United States v. Interlake Steel Corporation, 297 F. Supp. 912 (N.D. Ill. 1969)

US District Court for the Northern District of Illinois - 297 F. Supp. 912 (N.D. Ill. 1969)
May 14, 1969

297 F. Supp. 912 (1969)

UNITED STATES of America,
v.
INTERLAKE STEEL CORPORATION, a corporation.

No. 68 CR 777.

United States District Court N. D. Illinois, E. D.

March 27, 1969.

As Modified May 14, 1969.

*913 Thomas A. Foran, U. S. Atty., Chicago, Ill., for plaintiff.

Henry L. Pitts and W. Gerald Thursby, Hackbert, Rooks, Pitts, Fullagar & Poust, Chicago, Ill., for defendant.

 
MEMORANDUM AND ORDER ON DEFENDANT'S MOTION TO DISMISS THE INFORMATION

ROBSON, District Judge.

The information in this criminal prosecution charges the defendant, Interlake Steel Corporation, with discharging iron particles and an oily substance into the Little Calumet River on June 3, 1968, in violation of Section 13 of the Rivers and Harbors Act of 1899. 33 U.S.C. § 407. The defendant has moved *914 this court to dismiss the information on three grounds.
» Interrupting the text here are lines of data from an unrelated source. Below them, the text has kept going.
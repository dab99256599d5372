use clap::Parser;
use std::path::PathBuf;

/// Arguments for the validate command
#[derive(Parser, Debug)]
#[command(after_help = "EXAMPLES:\n  \
                  Validate a pattern directory:\n    gitopsi validate ./patterns/monitoring\n\n\
                  Validate a file:\n    gitopsi validate ./patterns/monitoring/pattern.yaml")]
pub struct ValidateArgs {
    /// Pattern directory or pattern.yaml file
    pub path: PathBuf,
}

/// Arguments for the scaffold command
#[derive(Parser, Debug)]
#[command(after_help = "EXAMPLES:\n  \
                  Create ./my-pattern/pattern.yaml:\n    gitopsi scaffold my-pattern\n\n\
                  Create it in a registry checkout:\n    gitopsi scaffold loki --category observability --dir ./patterns")]
pub struct ScaffoldArgs {
    /// Pattern name
    pub name: String,

    /// Pattern category
    #[arg(long, short = 'c', default_value = crate::pattern::DEFAULT_CATEGORY)]
    pub category: String,

    /// Parent directory (defaults to the current directory)
    #[arg(long, short = 'd')]
    pub dir: Option<PathBuf>,
}

/// Arguments for the index command
#[derive(Parser, Debug)]
#[command(after_help = "EXAMPLES:\n  \
                  Write ./patterns/index.yaml:\n    gitopsi index ./patterns")]
pub struct IndexArgs {
    /// Registry directory
    pub dir: PathBuf,
}
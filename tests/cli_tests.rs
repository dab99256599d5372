//! CLI integration tests using the REAL gitopsi binary

mod common;

use assert_cmd::Command;
use predicates::prelude::*;
use serial_test::serial;

#[allow(deprecated)]
fn gitopsi_cmd() -> Command {
    let mut cmd = Command::cargo_bin("gitopsi").unwrap();
    // Ignore developer overrides
    cmd.env_remove("GITOPSI_PROJECT");
    cmd.env_remove("GITOPSI_REGISTRY");
    cmd.env_remove("RUST_LOG");
    cmd
}

/// Command bound to the fixture's project and registry
fn project_cmd(project: &common::TestProject) -> Command {
    let mut cmd = gitopsi_cmd();
    cmd.arg("-p")
        .arg(&project.path)
        .arg("-r")
        .arg(&project.registry);
    cmd
}

#[test]
fn test_help_output() {
    gitopsi_cmd()
        .arg("--help")
        .assert()
        .success()
        .stdout(predicate::str::contains(
            "gitopsi installs versioned infrastructure patterns",
        ))
        .stdout(predicate::str::contains("install"))
        .stdout(predicate::str::contains("uninstall"))
        .stdout(predicate::str::contains("outdated"));
}

#[test]
fn test_short_help_uses_summary() {
    gitopsi_cmd()
        .arg("-h")
        .assert()
        .success()
        .stdout(predicate::str::contains("Pattern installer for GitOps"));
}

#[test]
fn test_version_output() {
    gitopsi_cmd()
        .arg("version")
        .assert()
        .success()
        .stdout(predicate::str::contains("gitopsi"))
        .stdout(predicate::str::contains("Build info"));
}

#[test]
fn test_install_generates_files() {
    let project = common::TestProject::with_fixture_registry();

    project_cmd(&project)
        .args(["install", "monitoring", "-y"])
        .assert()
        .success()
        .stdout(predicate::str::contains("Installed monitoring 1.1.0"))
        .stdout(predicate::str::contains(
            "argocd/applications/monitoring-dev.yaml",
        ));

    assert!(project.file_exists("argocd/applications/monitoring-dev.yaml"));
    assert!(project.file_exists(
        "infrastructure/observability/monitoring/overlays/dev/kustomization.yaml"
    ));
    assert!(project.file_exists(".gitopsi/patterns.yaml"));
}

#[test]
fn test_install_twice_reports_already_installed() {
    let project = common::TestProject::with_fixture_registry();
    project_cmd(&project)
        .args(["install", "monitoring", "-y"])
        .assert()
        .success();

    project_cmd(&project)
        .args(["install", "monitoring", "-y"])
        .assert()
        .success()
        .stdout(predicate::str::contains("already installed"));
}

#[test]
fn test_install_dry_run_writes_nothing() {
    let project = common::TestProject::with_fixture_registry();

    project_cmd(&project)
        .args(["install", "monitoring", "--dry-run", "--env", "prod"])
        .assert()
        .success()
        .stdout(predicate::str::contains("Would install monitoring 1.1.0"))
        .stdout(predicate::str::contains("Files that would be generated:"))
        .stdout(predicate::str::contains(
            "argocd/applications/monitoring-prod.yaml",
        ));

    assert!(!project.file_exists("argocd"));
    assert!(!project.file_exists(".gitopsi"));
}

#[test]
fn test_install_with_overrides() {
    let project = common::TestProject::with_fixture_registry();

    project_cmd(&project)
        .args(["install", "monitoring", "--set", "replicas=3", "-y"])
        .assert()
        .success();

    let release =
        project.read_file("infrastructure/observability/monitoring/base/monitoring-release.yaml");
    assert!(release.contains("replicas: 3"));
    assert_eq!(
        project.ledger()["patterns"]["monitoring"]["config"]["replicas"].as_i64(),
        Some(3)
    );
}

#[test]
fn test_install_with_mistyped_override_fails() {
    let project = common::TestProject::with_fixture_registry();

    project_cmd(&project)
        .args(["install", "monitoring", "--set", "replicas=many", "-y"])
        .assert()
        .failure()
        .stderr(predicate::str::contains("Error:"))
        .stderr(predicate::str::contains("replicas"));

    assert!(!project.file_exists("infrastructure"));
}

#[test]
fn test_install_unknown_pattern_fails() {
    let project = common::TestProject::with_fixture_registry();

    project_cmd(&project)
        .args(["install", "does-not-exist", "-y"])
        .assert()
        .failure()
        .code(1)
        .stderr(predicate::str::contains(
            "Error: Pattern 'does-not-exist' not found in any registry",
        ));
}

#[test]
fn test_install_with_flux_settings() {
    let project = common::TestProject::with_fixture_registry();
    project.write_settings("gitopsTool: flux\n");

    project_cmd(&project)
        .args(["install", "monitoring", "-y"])
        .assert()
        .success();

    let app = project.read_file("flux/applications/monitoring-dev.yaml");
    assert!(app.contains("kind: Kustomization"));
    assert!(!project.file_exists("argocd"));
}

#[test]
fn test_list_empty_and_populated() {
    let project = common::TestProject::with_fixture_registry();

    project_cmd(&project)
        .arg("list")
        .assert()
        .success()
        .stdout(predicate::str::contains("No patterns installed."));

    project_cmd(&project)
        .args(["install", "ingress", "-y"])
        .assert()
        .success();

    project_cmd(&project)
        .arg("list")
        .assert()
        .success()
        .stdout(predicate::str::contains("Installed patterns (2):"))
        .stdout(predicate::str::contains("cert-manager"))
        .stdout(predicate::str::contains("ingress"));
}

#[test]
fn test_list_json() {
    let project = common::TestProject::with_fixture_registry();
    project_cmd(&project)
        .args(["install", "monitoring", "-y"])
        .assert()
        .success();

    let output = project_cmd(&project)
        .args(["list", "--json"])
        .output()
        .unwrap();
    assert!(output.status.success());

    let json: serde_json::Value = serde_json::from_slice(&output.stdout).unwrap();
    let entries = json.as_array().unwrap();
    assert_eq!(entries.len(), 1);
    assert_eq!(entries[0]["name"], "monitoring");
    assert_eq!(entries[0]["version"], "1.1.0");
    assert_eq!(entries[0]["files"], 5);
}

#[test]
fn test_status_detects_missing_file() {
    let project = common::TestProject::with_fixture_registry();
    project_cmd(&project)
        .args(["install", "monitoring", "-y"])
        .assert()
        .success();

    project_cmd(&project)
        .args(["status", "monitoring"])
        .assert()
        .success()
        .stdout(predicate::str::contains("healthy"))
        .stdout(predicate::str::contains("5/5 present"));

    std::fs::remove_file(project.path.join("argocd/applications/monitoring-dev.yaml")).unwrap();

    let output = project_cmd(&project)
        .args(["status", "monitoring", "--json"])
        .output()
        .unwrap();
    let json: serde_json::Value = serde_json::from_slice(&output.stdout).unwrap();
    assert_eq!(json["health"], "degraded");
    assert_eq!(json["missing"][0], "argocd/applications/monitoring-dev.yaml");
}

#[test]
fn test_status_not_installed_fails() {
    let project = common::TestProject::with_fixture_registry();

    project_cmd(&project)
        .args(["status", "monitoring"])
        .assert()
        .failure()
        .stderr(predicate::str::contains("is not installed"));
}

#[test]
fn test_uninstall_removes_files() {
    let project = common::TestProject::with_fixture_registry();
    project_cmd(&project)
        .args(["install", "monitoring", "-y"])
        .assert()
        .success();

    project_cmd(&project)
        .args(["uninstall", "monitoring", "-y"])
        .assert()
        .success()
        .stdout(predicate::str::contains("Uninstalled monitoring"))
        .stdout(predicate::str::contains("Removed files:"));

    assert!(!project.file_exists("infrastructure"));
    assert!(!project.file_exists("argocd"));
    project_cmd(&project)
        .arg("list")
        .assert()
        .success()
        .stdout(predicate::str::contains("No patterns installed."));
}

#[test]
fn test_uninstall_keep_files() {
    let project = common::TestProject::with_fixture_registry();
    project_cmd(&project)
        .args(["install", "monitoring", "-y"])
        .assert()
        .success();

    project_cmd(&project)
        .args(["uninstall", "monitoring", "--keep-files", "-y"])
        .assert()
        .success();

    assert!(project.file_exists("argocd/applications/monitoring-dev.yaml"));
}

#[test]
fn test_update_and_outdated() {
    let project = common::TestProject::with_fixture_registry();
    project_cmd(&project)
        .args(["install", "monitoring", "--version", "1.0.0", "-y"])
        .assert()
        .success()
        .stdout(predicate::str::contains("Installed monitoring 1.0.0"));

    project_cmd(&project)
        .arg("outdated")
        .assert()
        .success()
        .stdout(predicate::str::contains("Updates available (1):"))
        .stdout(predicate::str::contains("1.0.0 → 1.1.0"));

    project_cmd(&project)
        .args(["update", "monitoring", "-y"])
        .assert()
        .success()
        .stdout(predicate::str::contains("Installed monitoring 1.1.0"));

    project_cmd(&project)
        .arg("outdated")
        .assert()
        .success()
        .stdout(predicate::str::contains(
            "All installed patterns are up to date.",
        ));

    project_cmd(&project)
        .args(["update", "monitoring", "-y"])
        .assert()
        .success()
        .stdout(predicate::str::contains("Already at target version"));
}

#[test]
fn test_deps_prints_tree() {
    let project = common::TestProject::with_fixture_registry();

    project_cmd(&project)
        .args(["deps", "ingress"])
        .assert()
        .success()
        .stdout(predicate::str::contains("ingress"))
        .stdout(predicate::str::contains("└─ cert-manager"))
        .stdout(predicate::str::contains("└─ external-dns"));
}

#[test]
fn test_conflicts_command() {
    let project = common::TestProject::with_fixture_registry();

    project_cmd(&project)
        .args(["conflicts", "grafana"])
        .assert()
        .success()
        .stdout(predicate::str::contains("No conflicts for 'grafana'"));

    project_cmd(&project)
        .args(["install", "monitoring", "-y"])
        .assert()
        .success();

    project_cmd(&project)
        .args(["conflicts", "grafana"])
        .assert()
        .success()
        .stdout(predicate::str::contains("Conflicts for 'grafana' (1):"))
        .stdout(predicate::str::contains("namespace 'monitoring'"));
}

#[test]
fn test_search() {
    let project = common::TestProject::with_fixture_registry();

    project_cmd(&project)
        .args(["search", "prometheus"])
        .assert()
        .success()
        .stdout(predicate::str::contains("monitoring 1.1.0"))
        .stdout(predicate::str::contains("grafana").not());

    project_cmd(&project)
        .args(["search", "--category", "security"])
        .assert()
        .success()
        .stdout(predicate::str::contains("cert-manager"));

    project_cmd(&project)
        .args(["search", "nothing-matches-this"])
        .assert()
        .success()
        .stdout(predicate::str::contains("No patterns found."));
}

#[test]
fn test_validate_fixture_and_invalid_pattern() {
    let project = common::TestProject::with_fixture_registry();

    gitopsi_cmd()
        .arg("validate")
        .arg(project.registry.join("observability/monitoring/1.1.0"))
        .assert()
        .success()
        .stdout(predicate::str::contains("valid monitoring 1.1.0"));

    project.write_file(
        "broken/pattern.yaml",
        r#"apiVersion: gitopsi.io/v1
kind: Pattern
metadata:
  name: Broken_Name
  version: not-a-version
spec:
  components:
    - name: chart
      type: helm
      chart: ""
      repository: ""
"#,
    );
    gitopsi_cmd()
        .arg("validate")
        .arg(project.path.join("broken"))
        .assert()
        .failure()
        .stderr(predicate::str::contains("Invalid pattern definition"));
}

#[test]
fn test_scaffold_then_validate_and_index() {
    let project = common::TestProject::new();

    gitopsi_cmd()
        .args(["scaffold", "loki", "--category", "observability", "--dir"])
        .arg(&project.registry)
        .assert()
        .success()
        .stdout(predicate::str::contains("Created"));

    assert!(project.registry.join("loki/pattern.yaml").exists());

    gitopsi_cmd()
        .arg("validate")
        .arg(project.registry.join("loki"))
        .assert()
        .success();

    gitopsi_cmd()
        .arg("scaffold")
        .arg("loki")
        .arg("--dir")
        .arg(&project.registry)
        .assert()
        .failure()
        .stderr(predicate::str::contains("pattern already exists"));

    gitopsi_cmd()
        .arg("index")
        .arg(&project.registry)
        .assert()
        .success()
        .stdout(predicate::str::contains("(1 patterns, 1 categories)"));
    assert!(project.registry.join("index.yaml").exists());
}

#[test]
fn test_completions() {
    gitopsi_cmd()
        .args(["completions", "bash"])
        .assert()
        .success()
        .stdout(predicate::str::contains("gitopsi"));

    gitopsi_cmd()
        .args(["completions", "tcsh"])
        .assert()
        .failure()
        .stderr(predicate::str::contains("Unknown shell"));
}

#[test]
#[serial]
fn test_project_and_registry_from_environment() {
    let project = common::TestProject::with_fixture_registry();

    gitopsi_cmd()
        .env("GITOPSI_PROJECT", &project.path)
        .env("GITOPSI_REGISTRY", &project.registry)
        .args(["install", "cert-manager", "-y"])
        .assert()
        .success()
        .stdout(predicate::str::contains("Installed cert-manager 1.2.0"));

    assert!(project.file_exists("argocd/applications/cert-manager-dev.yaml"));
}

#[test]
#[serial]
fn test_project_discovered_from_nested_directory() {
    let project = common::TestProject::with_fixture_registry();
    project.write_settings("platform: kubernetes\n");
    std::fs::create_dir_all(project.path.join("infrastructure/general")).unwrap();

    gitopsi_cmd()
        .current_dir(project.path.join("infrastructure/general"))
        .arg("-r")
        .arg(&project.registry)
        .args(["install", "monitoring", "-y"])
        .assert()
        .success();

    assert!(project.file_exists("argocd/applications/monitoring-dev.yaml"));
    assert!(!project.file_exists("infrastructure/general/argocd"));
}
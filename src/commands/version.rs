//! Version command implementation

use crate::error::Result;

/// Run version command
pub fn run() -> Result<()> {
    println!("gitopsi {}", env!("CARGO_PKG_VERSION"));
    println!();
    println!("Build info:");
    println!("  Minimum Rust version: {}", env!("CARGO_PKG_RUST_VERSION"));
    println!("  Profile: {}", build_profile());
    println!("  Ledger format: {}", crate::config::LEDGER_VERSION);

    Ok(())
}

fn build_profile() -> &'static str {
    if cfg!(debug_assertions) {
        "debug"
    } else {
        "release"
    }
}
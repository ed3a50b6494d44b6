use std::fmt;
use zeroize::Zeroize;

/// A wrapper for sensitive string data that prevents accidental logging.
///
/// It implements `Debug` and `Display` to always print `[REDACTED]`, and wipes
/// its buffer when dropped. To access the actual secret value, use the
/// `unsecure()` method.
#[derive(Clone, PartialEq, Eq)]
pub struct SecretString(String);

impl SecretString {
    /// Create a new SecretString
    pub fn new(s: impl Into<String>) -> Self {
        Self(s.into())
    }

    /// Access the raw underlying string
    pub fn unsecure(&self) -> &str {
        &self.0
    }
}

impl Drop for SecretString {
    fn drop(&mut self) {
        self.0.zeroize();
    }
}

impl fmt::Debug for SecretString {
    fn fmt(&self, f: &mut fmt::Formatter<'_>) -> fmt::Result {
        write!(f, "SecretString([REDACTED])")
    }
}

impl fmt::Display for SecretString {
    fn fmt(&self, f: &mut fmt::Formatter<'_>) -> fmt::Result {
        write!(f, "[REDACTED]")
    }
}

impl From<String> for SecretString {
    fn from(s: String) -> Self {
        Self(s)
    }
}

impl From<&str> for SecretString {
    fn from(s: &str) -> Self {
        Self(s.to_string())
    }
}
For the reasons set forth below, this court is of the opinion that the motion should be denied.

The defendant first contends that the information is fatally defective because it fails to allege that this prosecution was undertaken at the request of the Secretary of the Army, the United States Corps of Engineers, or any other officer authorized to do so under the provision of Section 17 of the Act. 33 U.S.C. § 413. Section 17 directs the United States Attorney to vigorously prosecute violators of the Act whenever requested to do so by certain named federal officials and agencies whose responsibility it is to enforce the Act. The defendant contends that the United States Attorney is powerless to enforce the criminal sanctions of the Act absent a request by one of the officials or agencies enumerated in Section 17.

The Rivers and Harbors Act of 1890, the predecessor of the statute here under consideration, contained a provision substantially similar to Section 17. Section 11 of the original Act conferred a duty upon certain officers and agencies of the United States to enforce the Rivers and Harbors Act and, further, to give information of any violations to the United States Attorney.[1] Soon after the enactment of this legislation, the United States District Attorney initiated a prosecution charging that defendant with casting rubbish into a river, in violation of the Rivers and Harbors Act. United States v. Burns, 54 F. 351 (C.C.W.Va. 1893). The defendant there attacked the indictment on the ground that the United States District Attorney did not have authority to prosecute alleged violations of the Rivers and Harbors Act unless the information leading to the prosecution was furnished by an officer or agency authorized to do so by Section 11. The court rejected the defendant's interpretation of this provision, substantially similar to the provision before this court. In Burns, the court reasoned that the provision places upon certain persons and agencies the duty to give information to the United States District Attorney and request prosecutions as part of their responsibility of enforcing the Act. Theoretically, they are in the best position to detect infractions of the law. However, the court explicitly ruled that where information is not given to the United States District Attorney by those duty bound to do so under the Act, the right and duty of the federal prosecuting officer, and of the grand jury, "to initiate proceedings in the manner usual to criminal cases, is not affected, and remains as heretofore." United States v. Burns, supra, at 355. This decision stands unchallenged and its rationale is applicable to Section 17.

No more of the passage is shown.